Using the listing below, report each line holding the string "PartialEq".

Data for this exercise: Begin

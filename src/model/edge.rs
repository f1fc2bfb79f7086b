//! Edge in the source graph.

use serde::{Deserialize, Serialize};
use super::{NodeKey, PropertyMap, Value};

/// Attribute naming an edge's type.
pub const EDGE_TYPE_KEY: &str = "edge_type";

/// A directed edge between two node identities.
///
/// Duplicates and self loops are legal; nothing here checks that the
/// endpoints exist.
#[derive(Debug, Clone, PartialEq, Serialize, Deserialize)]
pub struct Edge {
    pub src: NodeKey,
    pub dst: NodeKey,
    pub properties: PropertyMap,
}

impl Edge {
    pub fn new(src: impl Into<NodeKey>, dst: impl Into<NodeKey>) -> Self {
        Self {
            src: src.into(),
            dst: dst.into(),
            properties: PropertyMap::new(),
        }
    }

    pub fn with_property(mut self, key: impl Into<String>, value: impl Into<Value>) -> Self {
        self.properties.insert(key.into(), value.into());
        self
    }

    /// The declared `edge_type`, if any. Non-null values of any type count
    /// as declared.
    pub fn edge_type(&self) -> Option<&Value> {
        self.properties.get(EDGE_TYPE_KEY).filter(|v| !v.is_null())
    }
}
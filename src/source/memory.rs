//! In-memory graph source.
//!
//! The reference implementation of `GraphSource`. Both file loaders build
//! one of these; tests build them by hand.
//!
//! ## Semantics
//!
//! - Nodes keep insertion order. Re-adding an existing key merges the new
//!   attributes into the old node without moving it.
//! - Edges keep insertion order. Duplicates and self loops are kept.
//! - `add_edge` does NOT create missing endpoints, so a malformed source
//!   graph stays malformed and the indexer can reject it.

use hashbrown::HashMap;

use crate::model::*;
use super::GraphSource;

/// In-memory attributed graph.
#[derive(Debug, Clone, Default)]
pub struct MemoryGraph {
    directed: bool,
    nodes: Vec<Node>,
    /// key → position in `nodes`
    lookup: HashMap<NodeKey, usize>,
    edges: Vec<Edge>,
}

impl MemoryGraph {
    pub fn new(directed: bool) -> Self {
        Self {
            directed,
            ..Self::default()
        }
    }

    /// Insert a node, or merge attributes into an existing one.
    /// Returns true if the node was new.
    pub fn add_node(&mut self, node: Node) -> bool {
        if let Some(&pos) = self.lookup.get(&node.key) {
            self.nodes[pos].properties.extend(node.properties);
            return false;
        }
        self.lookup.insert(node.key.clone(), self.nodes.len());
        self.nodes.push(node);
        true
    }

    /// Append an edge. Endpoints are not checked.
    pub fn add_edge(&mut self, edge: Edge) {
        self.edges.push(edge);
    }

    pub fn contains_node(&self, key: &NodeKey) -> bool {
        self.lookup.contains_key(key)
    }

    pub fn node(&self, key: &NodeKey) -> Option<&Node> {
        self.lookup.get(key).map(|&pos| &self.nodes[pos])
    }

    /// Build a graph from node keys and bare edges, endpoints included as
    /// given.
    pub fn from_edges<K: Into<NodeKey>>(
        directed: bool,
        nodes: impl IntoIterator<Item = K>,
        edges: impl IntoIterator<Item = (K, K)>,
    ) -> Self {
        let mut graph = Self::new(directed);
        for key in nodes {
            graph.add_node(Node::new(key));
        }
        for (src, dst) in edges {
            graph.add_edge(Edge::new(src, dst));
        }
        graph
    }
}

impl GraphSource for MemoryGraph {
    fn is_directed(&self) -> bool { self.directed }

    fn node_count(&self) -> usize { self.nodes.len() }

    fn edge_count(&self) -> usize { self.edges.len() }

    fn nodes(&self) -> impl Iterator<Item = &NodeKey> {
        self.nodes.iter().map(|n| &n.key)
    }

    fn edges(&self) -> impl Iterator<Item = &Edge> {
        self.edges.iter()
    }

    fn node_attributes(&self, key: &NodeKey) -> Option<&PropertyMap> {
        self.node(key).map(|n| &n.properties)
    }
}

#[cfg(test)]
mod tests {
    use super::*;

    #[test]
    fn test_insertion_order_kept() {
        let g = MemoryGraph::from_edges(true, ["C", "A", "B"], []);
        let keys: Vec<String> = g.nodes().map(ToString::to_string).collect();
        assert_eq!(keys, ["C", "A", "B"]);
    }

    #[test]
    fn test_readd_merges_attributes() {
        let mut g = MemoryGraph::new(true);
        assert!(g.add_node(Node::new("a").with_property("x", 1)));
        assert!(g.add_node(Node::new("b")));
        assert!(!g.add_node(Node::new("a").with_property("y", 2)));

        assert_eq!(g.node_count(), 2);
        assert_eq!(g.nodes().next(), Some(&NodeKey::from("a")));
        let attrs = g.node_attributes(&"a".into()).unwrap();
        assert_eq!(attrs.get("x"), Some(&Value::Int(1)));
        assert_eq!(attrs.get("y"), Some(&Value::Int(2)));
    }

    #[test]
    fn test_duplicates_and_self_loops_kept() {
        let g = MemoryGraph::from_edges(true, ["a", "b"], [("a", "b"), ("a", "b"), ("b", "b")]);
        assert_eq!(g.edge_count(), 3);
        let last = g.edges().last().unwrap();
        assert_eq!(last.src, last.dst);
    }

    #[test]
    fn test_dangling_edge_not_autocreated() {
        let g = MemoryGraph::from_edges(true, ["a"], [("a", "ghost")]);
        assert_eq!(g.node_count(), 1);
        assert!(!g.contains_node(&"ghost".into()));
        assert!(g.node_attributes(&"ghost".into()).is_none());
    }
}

Data for this exercise: End
Data for this exercise: Begin

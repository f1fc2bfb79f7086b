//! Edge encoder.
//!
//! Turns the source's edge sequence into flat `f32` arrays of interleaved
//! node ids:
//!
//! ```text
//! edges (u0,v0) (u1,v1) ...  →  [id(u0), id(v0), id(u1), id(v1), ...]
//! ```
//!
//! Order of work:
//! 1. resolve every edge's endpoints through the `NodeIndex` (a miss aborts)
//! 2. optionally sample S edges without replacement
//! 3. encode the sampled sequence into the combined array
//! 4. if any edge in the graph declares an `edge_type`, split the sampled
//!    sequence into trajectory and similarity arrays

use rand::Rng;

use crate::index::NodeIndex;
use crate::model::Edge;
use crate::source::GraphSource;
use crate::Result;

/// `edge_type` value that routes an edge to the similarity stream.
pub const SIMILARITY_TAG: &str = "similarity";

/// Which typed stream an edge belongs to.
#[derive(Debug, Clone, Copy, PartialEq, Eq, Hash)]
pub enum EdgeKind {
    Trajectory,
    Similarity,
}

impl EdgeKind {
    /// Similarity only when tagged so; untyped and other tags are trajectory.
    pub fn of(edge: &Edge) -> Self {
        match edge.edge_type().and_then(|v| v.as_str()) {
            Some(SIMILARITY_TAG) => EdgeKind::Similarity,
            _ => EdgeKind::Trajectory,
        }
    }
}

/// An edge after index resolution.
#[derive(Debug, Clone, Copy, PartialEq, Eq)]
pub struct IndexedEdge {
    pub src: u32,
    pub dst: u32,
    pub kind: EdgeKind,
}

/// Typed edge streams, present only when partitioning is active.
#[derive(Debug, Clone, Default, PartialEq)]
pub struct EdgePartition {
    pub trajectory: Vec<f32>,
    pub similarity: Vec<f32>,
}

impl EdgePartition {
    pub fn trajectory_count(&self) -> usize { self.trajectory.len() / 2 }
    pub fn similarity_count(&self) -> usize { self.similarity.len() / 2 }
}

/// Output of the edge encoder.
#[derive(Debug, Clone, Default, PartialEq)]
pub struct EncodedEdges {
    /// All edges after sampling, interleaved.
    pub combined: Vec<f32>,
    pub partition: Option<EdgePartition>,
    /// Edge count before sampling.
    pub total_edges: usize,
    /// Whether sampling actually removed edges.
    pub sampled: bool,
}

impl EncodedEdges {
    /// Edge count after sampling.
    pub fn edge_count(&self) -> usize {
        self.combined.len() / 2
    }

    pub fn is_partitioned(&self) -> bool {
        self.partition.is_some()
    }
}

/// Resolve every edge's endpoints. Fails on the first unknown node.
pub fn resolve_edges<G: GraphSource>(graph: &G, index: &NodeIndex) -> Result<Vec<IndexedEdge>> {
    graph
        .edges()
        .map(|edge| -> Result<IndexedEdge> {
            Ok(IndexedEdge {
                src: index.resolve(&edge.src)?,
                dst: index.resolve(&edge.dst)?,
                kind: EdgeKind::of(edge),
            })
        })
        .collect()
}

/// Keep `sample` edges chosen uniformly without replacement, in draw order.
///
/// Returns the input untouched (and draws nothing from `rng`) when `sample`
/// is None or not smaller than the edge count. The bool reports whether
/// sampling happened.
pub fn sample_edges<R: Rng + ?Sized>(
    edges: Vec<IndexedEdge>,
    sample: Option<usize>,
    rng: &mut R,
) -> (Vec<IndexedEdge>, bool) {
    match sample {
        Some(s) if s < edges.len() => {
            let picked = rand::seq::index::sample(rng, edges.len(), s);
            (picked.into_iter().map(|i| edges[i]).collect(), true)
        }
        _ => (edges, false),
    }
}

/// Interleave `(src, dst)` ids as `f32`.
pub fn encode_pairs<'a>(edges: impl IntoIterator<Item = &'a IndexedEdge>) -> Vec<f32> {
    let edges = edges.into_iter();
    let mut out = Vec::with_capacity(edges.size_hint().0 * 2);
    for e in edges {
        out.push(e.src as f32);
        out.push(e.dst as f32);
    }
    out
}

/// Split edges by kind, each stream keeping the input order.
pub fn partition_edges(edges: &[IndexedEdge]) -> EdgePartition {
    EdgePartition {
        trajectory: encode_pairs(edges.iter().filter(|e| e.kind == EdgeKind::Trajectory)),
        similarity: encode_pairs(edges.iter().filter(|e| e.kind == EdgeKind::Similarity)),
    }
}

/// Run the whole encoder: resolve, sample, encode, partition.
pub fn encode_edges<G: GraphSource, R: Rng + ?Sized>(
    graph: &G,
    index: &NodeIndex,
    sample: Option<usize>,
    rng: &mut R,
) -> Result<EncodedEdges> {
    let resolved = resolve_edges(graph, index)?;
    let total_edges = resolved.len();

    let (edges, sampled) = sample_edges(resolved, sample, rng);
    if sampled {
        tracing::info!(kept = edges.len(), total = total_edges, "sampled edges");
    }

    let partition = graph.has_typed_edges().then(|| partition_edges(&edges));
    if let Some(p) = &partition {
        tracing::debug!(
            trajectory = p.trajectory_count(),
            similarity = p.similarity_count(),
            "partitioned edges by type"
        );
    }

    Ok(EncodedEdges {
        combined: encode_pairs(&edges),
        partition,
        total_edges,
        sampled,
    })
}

Data for this exercise: End

● Result
#[derive(Debug, Clone, PartialEq, Serialize, Deserialize)]
#[derive(Debug, Clone, Copy, PartialEq, Eq, Hash)]
#[derive(Debug, Clone, Copy, PartialEq, Eq)]
#[derive(Debug, Clone, Default, PartialEq)]
#[derive(Debug, Clone, Default, PartialEq)]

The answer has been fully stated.